** Records to process follows **
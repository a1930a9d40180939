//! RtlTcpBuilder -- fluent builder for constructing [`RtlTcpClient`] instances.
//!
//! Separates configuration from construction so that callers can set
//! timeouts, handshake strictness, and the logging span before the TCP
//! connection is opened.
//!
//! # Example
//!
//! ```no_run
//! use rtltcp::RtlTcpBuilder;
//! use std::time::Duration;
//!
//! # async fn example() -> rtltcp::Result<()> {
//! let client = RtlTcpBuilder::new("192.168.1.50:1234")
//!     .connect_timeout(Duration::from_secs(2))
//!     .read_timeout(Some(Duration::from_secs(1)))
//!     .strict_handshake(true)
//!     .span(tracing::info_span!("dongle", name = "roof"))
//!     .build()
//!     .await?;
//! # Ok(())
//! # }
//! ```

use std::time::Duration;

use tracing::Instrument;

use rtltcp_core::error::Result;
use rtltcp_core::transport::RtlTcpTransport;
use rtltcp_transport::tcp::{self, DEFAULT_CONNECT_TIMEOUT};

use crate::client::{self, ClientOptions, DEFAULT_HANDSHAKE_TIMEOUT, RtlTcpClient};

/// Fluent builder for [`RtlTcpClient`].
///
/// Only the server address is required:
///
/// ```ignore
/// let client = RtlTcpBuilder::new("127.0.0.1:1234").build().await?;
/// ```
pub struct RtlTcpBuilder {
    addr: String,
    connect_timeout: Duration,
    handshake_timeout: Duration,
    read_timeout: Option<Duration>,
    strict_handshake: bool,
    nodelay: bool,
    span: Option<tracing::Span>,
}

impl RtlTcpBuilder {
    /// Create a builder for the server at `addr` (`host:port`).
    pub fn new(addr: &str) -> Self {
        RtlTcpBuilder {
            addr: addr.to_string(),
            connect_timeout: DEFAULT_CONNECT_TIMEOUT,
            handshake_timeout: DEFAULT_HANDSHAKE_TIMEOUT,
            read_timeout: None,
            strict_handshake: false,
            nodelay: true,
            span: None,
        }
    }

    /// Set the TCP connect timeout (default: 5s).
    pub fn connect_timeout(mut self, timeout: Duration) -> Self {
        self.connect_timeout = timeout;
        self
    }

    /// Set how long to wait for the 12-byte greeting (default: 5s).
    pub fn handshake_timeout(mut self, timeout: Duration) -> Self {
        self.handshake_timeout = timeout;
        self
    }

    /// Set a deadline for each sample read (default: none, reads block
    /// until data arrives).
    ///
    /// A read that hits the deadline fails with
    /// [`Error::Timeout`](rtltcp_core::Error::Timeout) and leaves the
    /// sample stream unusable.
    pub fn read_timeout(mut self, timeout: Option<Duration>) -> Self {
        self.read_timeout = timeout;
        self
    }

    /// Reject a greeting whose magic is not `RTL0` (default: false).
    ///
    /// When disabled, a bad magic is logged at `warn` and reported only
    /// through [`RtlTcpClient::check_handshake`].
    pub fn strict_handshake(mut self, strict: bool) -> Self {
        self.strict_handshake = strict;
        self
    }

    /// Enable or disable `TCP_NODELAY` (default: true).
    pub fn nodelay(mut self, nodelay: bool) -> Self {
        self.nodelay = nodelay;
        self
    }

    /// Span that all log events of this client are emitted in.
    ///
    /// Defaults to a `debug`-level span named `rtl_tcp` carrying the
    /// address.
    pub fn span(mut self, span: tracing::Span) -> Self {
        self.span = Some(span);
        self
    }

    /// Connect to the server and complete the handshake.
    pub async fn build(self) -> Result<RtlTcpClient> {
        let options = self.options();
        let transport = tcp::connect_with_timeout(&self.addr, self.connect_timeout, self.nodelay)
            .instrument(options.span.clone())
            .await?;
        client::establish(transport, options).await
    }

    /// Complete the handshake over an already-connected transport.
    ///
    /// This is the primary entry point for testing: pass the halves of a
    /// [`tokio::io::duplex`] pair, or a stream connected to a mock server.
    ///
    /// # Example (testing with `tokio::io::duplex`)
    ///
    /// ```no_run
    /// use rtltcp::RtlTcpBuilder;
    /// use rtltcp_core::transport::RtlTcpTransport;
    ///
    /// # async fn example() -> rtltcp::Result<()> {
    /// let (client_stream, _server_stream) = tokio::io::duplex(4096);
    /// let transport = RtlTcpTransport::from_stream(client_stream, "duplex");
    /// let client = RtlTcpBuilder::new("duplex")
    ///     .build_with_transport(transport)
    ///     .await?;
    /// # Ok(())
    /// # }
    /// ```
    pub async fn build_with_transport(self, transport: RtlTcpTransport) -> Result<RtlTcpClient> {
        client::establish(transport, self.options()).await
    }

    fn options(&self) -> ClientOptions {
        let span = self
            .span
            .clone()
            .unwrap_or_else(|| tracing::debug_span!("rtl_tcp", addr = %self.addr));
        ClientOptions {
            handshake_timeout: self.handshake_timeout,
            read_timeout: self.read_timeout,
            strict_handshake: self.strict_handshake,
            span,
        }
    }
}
** End of Records to process **
** Records to process follows **
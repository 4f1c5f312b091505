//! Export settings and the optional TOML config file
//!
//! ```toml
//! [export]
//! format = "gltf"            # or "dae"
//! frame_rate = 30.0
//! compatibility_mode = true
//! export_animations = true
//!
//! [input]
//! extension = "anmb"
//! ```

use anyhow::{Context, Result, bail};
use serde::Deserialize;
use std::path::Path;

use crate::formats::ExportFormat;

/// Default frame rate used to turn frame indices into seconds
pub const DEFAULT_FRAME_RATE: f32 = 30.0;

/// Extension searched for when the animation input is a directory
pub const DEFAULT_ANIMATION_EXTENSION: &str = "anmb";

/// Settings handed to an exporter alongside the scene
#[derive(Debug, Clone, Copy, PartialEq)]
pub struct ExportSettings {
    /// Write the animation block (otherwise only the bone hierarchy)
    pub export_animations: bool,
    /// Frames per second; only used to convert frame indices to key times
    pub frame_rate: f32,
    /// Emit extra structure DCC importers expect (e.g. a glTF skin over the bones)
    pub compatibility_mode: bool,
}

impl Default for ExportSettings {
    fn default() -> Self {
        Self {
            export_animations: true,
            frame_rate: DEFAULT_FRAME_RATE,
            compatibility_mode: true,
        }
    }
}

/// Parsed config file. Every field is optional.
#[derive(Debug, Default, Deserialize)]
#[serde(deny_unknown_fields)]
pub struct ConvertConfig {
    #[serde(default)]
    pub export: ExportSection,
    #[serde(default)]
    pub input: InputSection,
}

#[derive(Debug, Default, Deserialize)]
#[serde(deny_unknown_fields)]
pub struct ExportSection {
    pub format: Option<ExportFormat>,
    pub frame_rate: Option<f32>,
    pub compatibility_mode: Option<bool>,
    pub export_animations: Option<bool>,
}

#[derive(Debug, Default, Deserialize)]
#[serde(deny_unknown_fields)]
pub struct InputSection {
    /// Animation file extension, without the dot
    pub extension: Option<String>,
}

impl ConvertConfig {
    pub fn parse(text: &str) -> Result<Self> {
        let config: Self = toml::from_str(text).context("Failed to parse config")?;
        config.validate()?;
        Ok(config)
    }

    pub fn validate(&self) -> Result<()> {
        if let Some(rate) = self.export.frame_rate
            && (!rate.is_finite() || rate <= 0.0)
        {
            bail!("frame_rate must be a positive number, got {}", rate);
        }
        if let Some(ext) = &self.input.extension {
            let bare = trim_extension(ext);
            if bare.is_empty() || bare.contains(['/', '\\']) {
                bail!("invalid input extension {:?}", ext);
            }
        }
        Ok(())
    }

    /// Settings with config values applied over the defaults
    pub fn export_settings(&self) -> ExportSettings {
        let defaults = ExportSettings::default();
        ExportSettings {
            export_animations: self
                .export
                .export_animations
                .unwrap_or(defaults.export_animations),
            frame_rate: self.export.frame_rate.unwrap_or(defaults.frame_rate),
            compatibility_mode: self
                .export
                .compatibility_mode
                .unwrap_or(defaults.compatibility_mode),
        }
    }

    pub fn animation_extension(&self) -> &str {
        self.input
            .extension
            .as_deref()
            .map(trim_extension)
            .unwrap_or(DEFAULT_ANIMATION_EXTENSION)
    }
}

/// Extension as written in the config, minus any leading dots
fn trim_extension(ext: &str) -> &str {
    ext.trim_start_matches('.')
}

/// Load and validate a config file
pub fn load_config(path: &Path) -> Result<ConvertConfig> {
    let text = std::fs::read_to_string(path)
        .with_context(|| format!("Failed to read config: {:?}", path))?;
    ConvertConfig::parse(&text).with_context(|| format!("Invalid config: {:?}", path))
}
** End of Records to process **
### What you should do
Find the line with "repository a1930a9d40180939" in the entries above. Retype it and each line after it, exactly, through the line with "use rtltcp_core::error::Result;", and stop there.

### Result
repository a1930a9d40180939
//! RtlTcpBuilder -- fluent builder for constructing [`RtlTcpClient`] instances.
//!
//! Separates configuration from construction so that callers can set
//! timeouts, handshake strictness, and the logging span before the TCP
//! connection is opened.
//!
//! # Example
//!
//! ```no_run
//! use rtltcp::RtlTcpBuilder;
//! use std::time::Duration;
//!
//! # async fn example() -> rtltcp::Result<()> {
//! let client = RtlTcpBuilder::new("192.168.1.50:1234")
//!     .connect_timeout(Duration::from_secs(2))
//!     .read_timeout(Some(Duration::from_secs(1)))
//!     .strict_handshake(true)
//!     .span(tracing::info_span!("dongle", name = "roof"))
//!     .build()
//!     .await?;
//! # Ok(())
//! # }
//! ```

use std::time::Duration;

use tracing::Instrument;

use rtltcp_core::error::Result;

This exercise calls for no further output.